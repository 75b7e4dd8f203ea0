//! Response types for the service score API.
//!
//! This module defines the success bodies for the calendar endpoints and the
//! error response structures used by every endpoint.

use std::collections::BTreeSet;

use axum::{
    Json,
    http::StatusCode,
    response::{IntoResponse, Response},
};
use chrono::NaiveDate;
use rust_decimal::Decimal;
use serde::{Deserialize, Serialize};

use crate::calendar::{BusinessDayTally, ResolvedCalendar};
use crate::error::EngineError;
use crate::models::ExceptionRange;

/// Response body for `GET /calendar/default`.
#[derive(Debug, Clone, Serialize, Deserialize)]
pub struct DefaultCalendarResponse {
    /// The academic year the seed calendar covers.
    pub academic_year: String,
    /// The seed exception ranges in order.
    pub ranges: Vec<ExceptionRange>,
}

/// Response body for `POST /calendar/resolve`.
#[derive(Debug, Clone, Serialize, Deserialize)]
pub struct ResolveResponse {
    /// Number of exception ranges that were resolved.
    pub entries: usize,
    /// Dates that do not count.
    pub full_day_off: BTreeSet<NaiveDate>,
    /// Dates that count as half a day.
    pub half_day_off: BTreeSet<NaiveDate>,
    /// Dates that count as a full day regardless of holiday ranges.
    pub forced_workday: BTreeSet<NaiveDate>,
}

impl ResolveResponse {
    /// Builds the response from a resolved calendar.
    pub fn new(entries: usize, calendar: ResolvedCalendar) -> Self {
        Self {
            entries,
            full_day_off: calendar.full_off,
            half_day_off: calendar.half_off,
            forced_workday: calendar.forced_work,
        }
    }
}

/// The count for one business day query.
#[derive(Debug, Clone, Serialize, Deserialize)]
pub struct BusinessDaysResult {
    /// The query start as entered.
    pub start: NaiveDate,
    /// The query end as entered.
    pub end: NaiveDate,
    /// Business days in the inclusive interval.
    pub business_days: Decimal,
    /// Per-class breakdown, when requested.
    #[serde(skip_serializing_if = "Option::is_none")]
    pub breakdown: Option<BusinessDayTally>,
}

/// Response body for `POST /business-days`.
#[derive(Debug, Clone, Serialize, Deserialize)]
pub struct BusinessDaysResponse {
    /// One result per query, in request order.
    pub results: Vec<BusinessDaysResult>,
    /// Sum over all queries.
    pub total: Decimal,
}

/// API error response structure.
#[derive(Debug, Clone, Serialize, Deserialize)]
pub struct ApiError {
    /// Error code for programmatic handling.
    pub code: String,
    /// Human-readable error message.
    pub message: String,
    /// Optional details about the error.
    #[serde(skip_serializing_if = "Option::is_none")]
    pub details: Option<String>,
}

impl ApiError {
    /// Creates a new API error.
    pub fn new(code: impl Into<String>, message: impl Into<String>) -> Self {
        Self {
            code: code.into(),
            message: message.into(),
            details: None,
        }
    }

    /// Creates a new API error with details.
    pub fn with_details(
        code: impl Into<String>,
        message: impl Into<String>,
        details: impl Into<String>,
    ) -> Self {
        Self {
            code: code.into(),
            message: message.into(),
            details: Some(details.into()),
        }
    }

    /// Creates a validation error response.
    pub fn validation_error(message: impl Into<String>) -> Self {
        Self::new("VALIDATION_ERROR", message)
    }

    /// Creates a malformed JSON error response.
    pub fn malformed_json(message: impl Into<String>) -> Self {
        Self::new("MALFORMED_JSON", message)
    }
}

/// API error with HTTP status code.
pub struct ApiErrorResponse {
    /// The HTTP status code.
    pub status: StatusCode,
    /// The error body.
    pub error: ApiError,
}

impl ApiErrorResponse {
    fn bad_request(error: ApiError) -> Self {
        Self {
            status: StatusCode::BAD_REQUEST,
            error,
        }
    }

    fn internal(error: ApiError) -> Self {
        Self {
            status: StatusCode::INTERNAL_SERVER_ERROR,
            error,
        }
    }
}

impl IntoResponse for ApiErrorResponse {
    fn into_response(self) -> Response {
        (self.status, Json(self.error)).into_response()
    }
}

impl From<EngineError> for ApiErrorResponse {
    fn from(error: EngineError) -> Self {
        let message = error.to_string();
        match error {
            EngineError::MalformedDate { field, .. } => Self::bad_request(ApiError::with_details(
                "MALFORMED_DATE",
                message,
                format!("Field '{}' must be a calendar date in YYYY-MM-DD form", field),
            )),
            EngineError::InvalidKind { .. } => Self::bad_request(ApiError::with_details(
                "INVALID_KIND",
                message,
                "Expected one of FULL_DAY_OFF, HALF_DAY_OFF, FORCED_WORKDAY",
            )),
            EngineError::IndexOutOfRange { .. } => {
                Self::bad_request(ApiError::new("INDEX_OUT_OF_RANGE", message))
            }
            EngineError::PointRateNotFound { .. } => {
                Self::bad_request(ApiError::new("POINT_RATE_NOT_FOUND", message))
            }
            EngineError::CalendarNotFound { .. } => {
                Self::bad_request(ApiError::new("CALENDAR_NOT_FOUND", message))
            }
            EngineError::AwardNotConfigured { .. } => Self::internal(ApiError::with_details(
                "CONFIG_ERROR",
                "Award table incomplete",
                message,
            )),
            EngineError::ConfigNotFound { .. } => Self::internal(ApiError::with_details(
                "CONFIG_ERROR",
                "Configuration error",
                message,
            )),
            EngineError::ConfigParseError { .. } => Self::internal(ApiError::with_details(
                "CONFIG_ERROR",
                "Configuration parse error",
                message,
            )),
        }
    }
}

#[cfg(test)]
mod tests {
    use super::*;

    #[test]
    fn test_api_error_serialization() {
        let error = ApiError::new("TEST_ERROR", "Test message");
        let json = serde_json::to_string(&error).unwrap();
        assert!(json.contains("\"code\":\"TEST_ERROR\""));
        assert!(json.contains("\"message\":\"Test message\""));
        assert!(!json.contains("details"));
    }

    #[test]
    fn test_malformed_date_maps_to_400() {
        let response: ApiErrorResponse = EngineError::MalformedDate {
            field: "end".to_string(),
            value: "2025-02-30".to_string(),
        }
        .into();
        assert_eq!(response.status, StatusCode::BAD_REQUEST);
        assert_eq!(response.error.code, "MALFORMED_DATE");
        assert!(response.error.message.contains("2025-02-30"));
    }

    #[test]
    fn test_invalid_kind_maps_to_400() {
        let response: ApiErrorResponse = EngineError::InvalidKind {
            tag: "HOLIDAY".to_string(),
        }
        .into();
        assert_eq!(response.status, StatusCode::BAD_REQUEST);
        assert_eq!(response.error.code, "INVALID_KIND");
    }

    #[test]
    fn test_config_errors_map_to_500() {
        let response: ApiErrorResponse = EngineError::AwardNotConfigured {
            table: "student".to_string(),
            rank: "national_first".to_string(),
        }
        .into();
        assert_eq!(response.status, StatusCode::INTERNAL_SERVER_ERROR);
        assert_eq!(response.error.code, "CONFIG_ERROR");
        assert!(response.error.details.unwrap().contains("national_first"));
    }

    #[test]
    fn test_resolve_response_renames_sets() {
        let mut rules = crate::calendar::CalendarRuleSet::new();
        rules
            .add_parsed("2025-11-10", "2025-11-11", "HALF_DAY_OFF", "")
            .unwrap();
        let response = ResolveResponse::new(rules.len(), rules.resolve());
        let json = serde_json::to_value(&response).unwrap();
        assert_eq!(json["entries"], 1);
        assert_eq!(json["half_day_off"][0], "2025-11-10");
        assert!(json["full_day_off"].as_array().unwrap().is_empty());
    }
}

______

**Task objective**
The material must be transcribed exactly, down to the last line.

**Solution to this task**
repository 75b7e4dd8f203ea0
//! Response types for the service score API.
//!
//! This module defines the success bodies for the calendar endpoints and the
//! error response structures used by every endpoint.

use std::collections::BTreeSet;

use axum::{
    Json,
    http::StatusCode,
    response::{IntoResponse, Response},
};
use chrono::NaiveDate;
use rust_decimal::Decimal;
use serde::{Deserialize, Serialize};

use crate::calendar::{BusinessDayTally, ResolvedCalendar};
use crate::error::EngineError;
use crate::models::ExceptionRange;

/// Response body for `GET /calendar/default`.
#[derive(Debug, Clone, Serialize, Deserialize)]
pub struct DefaultCalendarResponse {
    /// The academic year the seed calendar covers.
    pub academic_year: String,
    /// The seed exception ranges in order.
    pub ranges: Vec<ExceptionRange>,
}

/// Response body for `POST /calendar/resolve`.
#[derive(Debug, Clone, Serialize, Deserialize)]
pub struct ResolveResponse {
    /// Number of exception ranges that were resolved.
    pub entries: usize,
    /// Dates that do not count.
    pub full_day_off: BTreeSet<NaiveDate>,
    /// Dates that count as half a day.
    pub half_day_off: BTreeSet<NaiveDate>,
    /// Dates that count as a full day regardless of holiday ranges.
    pub forced_workday: BTreeSet<NaiveDate>,
}

impl ResolveResponse {
    /// Builds the response from a resolved calendar.
    pub fn new(entries: usize, calendar: ResolvedCalendar) -> Self {
        Self {
            entries,
            full_day_off: calendar.full_off,
            half_day_off: calendar.half_off,
            forced_workday: calendar.forced_work,
        }
    }
}

/// The count for one business day query.
#[derive(Debug, Clone, Serialize, Deserialize)]
pub struct BusinessDaysResult {
    /// The query start as entered.
    pub start: NaiveDate,
    /// The query end as entered.
    pub end: NaiveDate,
    /// Business days in the inclusive interval.
    pub business_days: Decimal,
    /// Per-class breakdown, when requested.
    #[serde(skip_serializing_if = "Option::is_none")]
    pub breakdown: Option<BusinessDayTally>,
}

/// Response body for `POST /business-days`.
#[derive(Debug, Clone, Serialize, Deserialize)]
pub struct BusinessDaysResponse {
    /// One result per query, in request order.
    pub results: Vec<BusinessDaysResult>,
    /// Sum over all queries.
    pub total: Decimal,
}

/// API error response structure.
#[derive(Debug, Clone, Serialize, Deserialize)]
pub struct ApiError {
    /// Error code for programmatic handling.
    pub code: String,
    /// Human-readable error message.
    pub message: String,
    /// Optional details about the error.
    #[serde(skip_serializing_if = "Option::is_none")]
    pub details: Option<String>,
}

impl ApiError {
    /// Creates a new API error.
    pub fn new(code: impl Into<String>, message: impl Into<String>) -> Self {
        Self {
            code: code.into(),
            message: message.into(),
            details: None,
        }
    }

    /// Creates a new API error with details.
    pub fn with_details(
        code: impl Into<String>,
        message: impl Into<String>,
        details: impl Into<String>,
    ) -> Self {
        Self {
            code: code.into(),
            message: message.into(),
            details: Some(details.into()),
        }
    }

    /// Creates a validation error response.
    pub fn validation_error(message: impl Into<String>) -> Self {
        Self::new("VALIDATION_ERROR", message)
    }

    /// Creates a malformed JSON error response.
    pub fn malformed_json(message: impl Into<String>) -> Self {
        Self::new("MALFORMED_JSON", message)
    }
}

/// API error with HTTP status code.
pub struct ApiErrorResponse {
    /// The HTTP status code.
    pub status: StatusCode,
    /// The error body.
    pub error: ApiError,
}

impl ApiErrorResponse {
    fn bad_request(error: ApiError) -> Self {
        Self {
            status: StatusCode::BAD_REQUEST,
            error,
        }
    }

    fn internal(error: ApiError) -> Self {
        Self {
            status: StatusCode::INTERNAL_SERVER_ERROR,
            error,
        }
    }
}

impl IntoResponse for ApiErrorResponse {
    fn into_response(self) -> Response {
        (self.status, Json(self.error)).into_response()
    }
}

impl From<EngineError> for ApiErrorResponse {
    fn from(error: EngineError) -> Self {
        let message = error.to_string();
        match error {
            EngineError::MalformedDate { field, .. } => Self::bad_request(ApiError::with_details(
                "MALFORMED_DATE",
                message,
                format!("Field '{}' must be a calendar date in YYYY-MM-DD form", field),
            )),
            EngineError::InvalidKind { .. } => Self::bad_request(ApiError::with_details(
                "INVALID_KIND",
                message,
                "Expected one of FULL_DAY_OFF, HALF_DAY_OFF, FORCED_WORKDAY",
            )),
            EngineError::IndexOutOfRange { .. } => {
                Self::bad_request(ApiError::new("INDEX_OUT_OF_RANGE", message))
            }
            EngineError::PointRateNotFound { .. } => {
                Self::bad_request(ApiError::new("POINT_RATE_NOT_FOUND", message))
            }
            EngineError::CalendarNotFound { .. } => {
                Self::bad_request(ApiError::new("CALENDAR_NOT_FOUND", message))
            }
            EngineError::AwardNotConfigured { .. } => Self::internal(ApiError::with_details(
                "CONFIG_ERROR",
                "Award table incomplete",
                message,
            )),
            EngineError::ConfigNotFound { .. } => Self::internal(ApiError::with_details(
                "CONFIG_ERROR",
                "Configuration error",
                message,
            )),
            EngineError::ConfigParseError { .. } => Self::internal(ApiError::with_details(
                "CONFIG_ERROR",
                "Configuration parse error",
                message,
            )),
        }
    }
}

#[cfg(test)]
mod tests {
    use super::*;

    #[test]
    fn test_api_error_serialization() {
        let error = ApiError::new("TEST_ERROR", "Test message");
        let json = serde_json::to_string(&error).unwrap();
        assert!(json.contains("\"code\":\"TEST_ERROR\""));
        assert!(json.contains("\"message\":\"Test message\""));
        assert!(!json.contains("details"));
    }

    #[test]
    fn test_malformed_date_maps_to_400() {
        let response: ApiErrorResponse = EngineError::MalformedDate {
            field: "end".to_string(),
            value: "2025-02-30".to_string(),
        }
        .into();
        assert_eq!(response.status, StatusCode::BAD_REQUEST);
        assert_eq!(response.error.code, "MALFORMED_DATE");
        assert!(response.error.message.contains("2025-02-30"));
    }

    #[test]
    fn test_invalid_kind_maps_to_400() {
        let response: ApiErrorResponse = EngineError::InvalidKind {
            tag: "HOLIDAY".to_string(),
        }
        .into();
        assert_eq!(response.status, StatusCode::BAD_REQUEST);
        assert_eq!(response.error.code, "INVALID_KIND");
    }

    #[test]
    fn test_config_errors_map_to_500() {
        let response: ApiErrorResponse = EngineError::AwardNotConfigured {
            table: "student".to_string(),
            rank: "national_first".to_string(),
        }
        .into();
        assert_eq!(response.status, StatusCode::INTERNAL_SERVER_ERROR);
        assert_eq!(response.error.code, "CONFIG_ERROR");
        assert!(response.error.details.unwrap().contains("national_first"));
    }

    #[test]
    fn test_resolve_response_renames_sets() {
        let mut rules = crate::calendar::CalendarRuleSet::new();
        rules
            .add_parsed("2025-11-10", "2025-11-11", "HALF_DAY_OFF", "")
            .unwrap();
        let response = ResolveResponse::new(rules.len(), rules.resolve());
        let json = serde_json::to_value(&response).unwrap();
        assert_eq!(json["entries"], 1);
        assert_eq!(json["half_day_off"][0], "2025-11-10");
        assert!(json["full_day_off"].as_array().unwrap().is_empty());
    }
}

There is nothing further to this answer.